Another issue I am having is weight gain. I started gaining weight about 2-3 years ago with really no idea why. Despite going to the gym regularly, doing yoga at home, following a meal plan, and trying various ways of eating throughout the past couple of years (whole foods plant-based, no oil, low-carb, low-fat, calorie counting, intermittent fasting, intuitive eating, etc.) my weight isn’t budging. Thankfully, I am no longer gaining weight. But I’m still overweight and staying steady despite doing everything “right”. There is a ton of literature, articles, and studies out there showing that food intolerance is often an underlying cause of weight gain.

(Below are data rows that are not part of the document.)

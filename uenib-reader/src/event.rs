//! Event categories and dual connectivity event grammar
//!
//! The writer publishes one string per UE-NIB change on the channel of the
//! affected gNB. Dual connectivity events have the forms:
//!
//! ```text
//! <UE_ID>_ADD
//! <UE_ID>_REMOVE
//! <UE_ID>_<S1UL_TUN_ENDPOINTS>_S1UL_TUNNEL_ESTABLISH
//! <UE_ID>_<S1UL_TUN_ENDPOINTS>_S1UL_TUNNEL_RELEASE
//! GNB_ALL_UES_REMOVE
//! ```
//!
//! `<UE_ID>` is `<GNb>#<GNbUeX2ApID>#<ENbUeX2ApID>` and the tunnel endpoint
//! list is `<addr>#<teid>` pairs joined by `#`. The address is an IPv4, an
//! IPv6 or a `v4+v6` dual address string and is not interpreted here.

use std::fmt;
use std::str::FromStr;

use thiserror::Error;
use uenib_common::UeId;

use crate::error::ReaderError;
use crate::query::parse_u32;

/// Group of related events, subscribed as a unit.
#[derive(Debug, Clone, Copy, PartialEq, Eq, Hash)]
pub enum EventCategory {
    /// Dual connectivity data changes (category id 0)
    DualConnectivity,
    /// Category id this reader does not know
    Unrecognized(i64),
}

impl EventCategory {
    /// Returns the category with the given numeric id.
    pub fn from_id(id: i64) -> Self {
        match id {
            0 => EventCategory::DualConnectivity,
            other => EventCategory::Unrecognized(other),
        }
    }

    /// Returns the numeric id of the category.
    pub fn id(self) -> i64 {
        match self {
            EventCategory::DualConnectivity => 0,
            EventCategory::Unrecognized(id) => id,
        }
    }

    /// Returns the wire name used in channel names, `None` if unrecognized.
    pub fn name(self) -> Option<&'static str> {
        match self {
            EventCategory::DualConnectivity => Some("DUAL_CONNECTIVITY"),
            EventCategory::Unrecognized(_) => None,
        }
    }
}

impl fmt::Display for EventCategory {
    fn fmt(&self, f: &mut fmt::Formatter<'_>) -> fmt::Result {
        write!(f, "{}", self.name().unwrap_or("Unknown"))
    }
}

impl FromStr for EventCategory {
    type Err = ReaderError;

    /// Accepts the wire name or the numeric id of a category.
    fn from_str(s: &str) -> Result<Self, Self::Err> {
        if s.eq_ignore_ascii_case("DUAL_CONNECTIVITY") {
            return Ok(EventCategory::DualConnectivity);
        }
        s.parse::<i64>().map(EventCategory::from_id).map_err(|_| {
            ReaderError::validation(&UeId::default(), format!("Unknown event category: {s}"))
        })
    }
}

/// Dual connectivity event type.
#[derive(Debug, Clone, Copy, Default, PartialEq, Eq, Hash)]
pub enum DcEventType {
    /// Event suffix not recognized
    #[default]
    Unknown,
    /// UE EN-DC established
    Add,
    /// UE EN-DC released
    Remove,
    /// S1 uplink tunnel established
    S1ulTunnelEstablish,
    /// S1 uplink tunnel released
    S1ulTunnelRelease,
    /// All UEs of the gNB removed
    GnbAllUesRemove,
}

impl DcEventType {
    /// Suffixes in match order, most specific first.
    const MATCH_ORDER: [DcEventType; 5] = [
        DcEventType::GnbAllUesRemove,
        DcEventType::S1ulTunnelEstablish,
        DcEventType::S1ulTunnelRelease,
        DcEventType::Add,
        DcEventType::Remove,
    ];

    /// Returns the wire suffix identifying this event type.
    pub fn suffix(self) -> &'static str {
        match self {
            DcEventType::Unknown => "UNKNOWN",
            DcEventType::Add => "_ADD",
            DcEventType::Remove => "_REMOVE",
            DcEventType::S1ulTunnelEstablish => "_S1UL_TUNNEL_ESTABLISH",
            DcEventType::S1ulTunnelRelease => "_S1UL_TUNNEL_RELEASE",
            DcEventType::GnbAllUesRemove => "GNB_ALL_UES_REMOVE",
        }
    }

    /// Returns true for events carrying S1 uplink tunnel endpoints.
    pub fn is_tunnel_event(self) -> bool {
        matches!(
            self,
            DcEventType::S1ulTunnelEstablish | DcEventType::S1ulTunnelRelease
        )
    }
}

impl fmt::Display for DcEventType {
    fn fmt(&self, f: &mut fmt::Formatter<'_>) -> fmt::Result {
        write!(f, "{}", self.suffix())
    }
}

/// S1 uplink tunnel endpoint carried by a dual connectivity event.
#[derive(Debug, Clone, Default, PartialEq, Eq, Hash)]
pub struct DcEventTunnel {
    /// Transport address, empty if the writer left it out
    pub address: String,
    /// Tunnel endpoint id in host byte order, 0 if the writer left it out
    pub teid: u32,
}

impl DcEventTunnel {
    /// Creates a tunnel endpoint.
    pub fn new(address: impl Into<String>, teid: u32) -> Self {
        Self {
            address: address.into(),
            teid,
        }
    }
}

/// Parsed dual connectivity event.
#[derive(Debug, Clone, Default, PartialEq, Eq)]
pub struct DcEvent {
    /// Event type
    pub event_type: DcEventType,
    /// UE the event is about, `None` for gNB wide and unknown events
    pub ue_id: Option<UeId>,
    /// Tunnel endpoints of tunnel events, in event order
    pub s1ul_gtp_tunnels: Vec<DcEventTunnel>,
}

/// Structural failure while parsing a dual connectivity event.
#[derive(Debug, Clone, PartialEq, Eq, Error)]
pub enum EventParseError {
    /// Tunnel event without exactly one UE id field and one tunnel field
    #[error("Event '{event_type}' parse failure: no UE ID or tunnel field in '{field}'")]
    UeOrTunnelField { event_type: DcEventType, field: String },
    /// UE id field without exactly three sub-fields
    #[error("Event '{event_type}' parse failure: wrong UE ID fields in '{field}'")]
    UeIdFields { event_type: DcEventType, field: String },
    /// Odd number of tunnel sub-fields
    #[error("Event '{event_type}' parse failure: wrong tunnel fields in '{field}'")]
    TunnelFields { event_type: DcEventType, field: String },
    /// TEID that is not an unsigned 32-bit integer
    #[error("Event '{event_type}' parse failure: wrong TEID '{teid}' in '{field}'")]
    Teid {
        event_type: DcEventType,
        field: String,
        teid: String,
    },
}

impl From<EventParseError> for ReaderError {
    fn from(err: EventParseError) -> Self {
        ReaderError::validation(&UeId::default(), err.to_string())
    }
}

/// Parses one dual connectivity event string.
///
/// An unrecognized suffix is not an error: the event comes back with type
/// [`DcEventType::Unknown`] and no other fields. The empty string parses to
/// the default event.
pub fn parse_dc_event(event: &str) -> Result<DcEvent, EventParseError> {
    let Some((event_type, fields)) = DcEventType::MATCH_ORDER
        .iter()
        .find_map(|t| event.strip_suffix(t.suffix()).map(|rest| (*t, rest)))
    else {
        return Ok(DcEvent::default());
    };

    let mut ret = DcEvent {
        event_type,
        ..DcEvent::default()
    };
    match event_type {
        DcEventType::Add | DcEventType::Remove => {
            ret.ue_id = Some(parse_ue_id(event_type, fields)?);
        }
        DcEventType::S1ulTunnelEstablish | DcEventType::S1ulTunnelRelease => {
            let parts: Vec<&str> = fields.split('_').collect();
            let [ue_field, tunnel_field] = parts.as_slice() else {
                return Err(EventParseError::UeOrTunnelField {
                    event_type,
                    field: fields.to_string(),
                });
            };
            ret.ue_id = Some(parse_ue_id(event_type, ue_field)?);
            ret.s1ul_gtp_tunnels = parse_tunnels(event_type, tunnel_field)?;
        }
        DcEventType::GnbAllUesRemove | DcEventType::Unknown => {}
    }
    Ok(ret)
}

fn parse_ue_id(event_type: DcEventType, field: &str) -> Result<UeId, EventParseError> {
    let parts: Vec<&str> = field.split('#').collect();
    match parts.as_slice() {
        [gnb, gnb_ue_x2ap_id, enb_ue_x2ap_id] => {
            Ok(UeId::new(*gnb, *gnb_ue_x2ap_id, *enb_ue_x2ap_id))
        }
        _ => Err(EventParseError::UeIdFields {
            event_type,
            field: field.to_string(),
        }),
    }
}

fn parse_tunnels(
    event_type: DcEventType,
    field: &str,
) -> Result<Vec<DcEventTunnel>, EventParseError> {
    let parts: Vec<&str> = field.split('#').collect();
    if parts.len() % 2 != 0 {
        return Err(EventParseError::TunnelFields {
            event_type,
            field: field.to_string(),
        });
    }

    parts
        .chunks_exact(2)
        .map(|pair| -> Result<DcEventTunnel, EventParseError> {
            let (address, teid) = (pair[0], pair[1]);
            let teid = if teid.is_empty() {
                0
            } else {
                parse_u32(teid).ok_or_else(|| EventParseError::Teid {
                    event_type,
                    field: field.to_string(),
                    teid: teid.to_string(),
                })?
            };
            Ok(DcEventTunnel::new(address, teid))
        })
        .collect()
}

I also have moments after eating where it just feels like there is a rock sitting in my stomach. This is certainly less painful than my “stomach episodes” but still notable.
What is an Elimination Diet?
An elimination diet is basically cutting out foods that can be problematic for many people like gluten, soy, nightshades, processed sugar, dairy, and eggs for 3-4 weeks. You can adjust the list of foods to be more or less restrictive based on your needs.
After 3-4 weeks, you begin slowly reintroducing one food at a time. Wait a couple days and see if you have a reaction. Then, you can re-test that food. Wait another 2 days. Re-assess. Move on to the next new food.
Foods I’m Avoiding:
The “avoid” list is pretty extensive, but here are the basics:
- Nightshades (eggplants, tomatoes, peppers, white potatoes.)
- Dairy and eggs (I’m vegan, so these are already eliminated)
- Citrus fruits
- Coffee (SAD FACE)
- Processed sugar
Foods I Can Eat:
This is the list I am focusing on – what I can eat:
- Lentils and beans
- Sweet potatoes
- Coconut aminos (in place of soy sauce)
- Cooked veggies: broccoli, peas, zucchini, squash, spinach, kale, green beans
- Green tea
- Some fruits like apples
- Nuts and seeds
- LOTS of water
Obviously, my meals will be very limited, but here is what I have come up with:
- Roasted sweet potato bowls similar to this one but more restrictive.
- Rice or quinoa with veggies
- Rice noodle “ramen” with veggies
- Sweet potato hash with zucchini and squash
- White bean hummus with quinoa crackers (compliant store bought? or going to try to find modify this recipe.)
- Shepherds pie made with lentils, veggies, and sweet potatoes
- Perhaps some gluten-free pancakes or waffles?!
- Nuts and seeds for snacks
I’ll be looking forward to the day I can reincorporate some more foods. I am going to start with foods I think I’m fine with, like white potatoes, and work my way toward the trickier foods.
Wish me luck! Have you ever done an elimination diet? Any advice for me?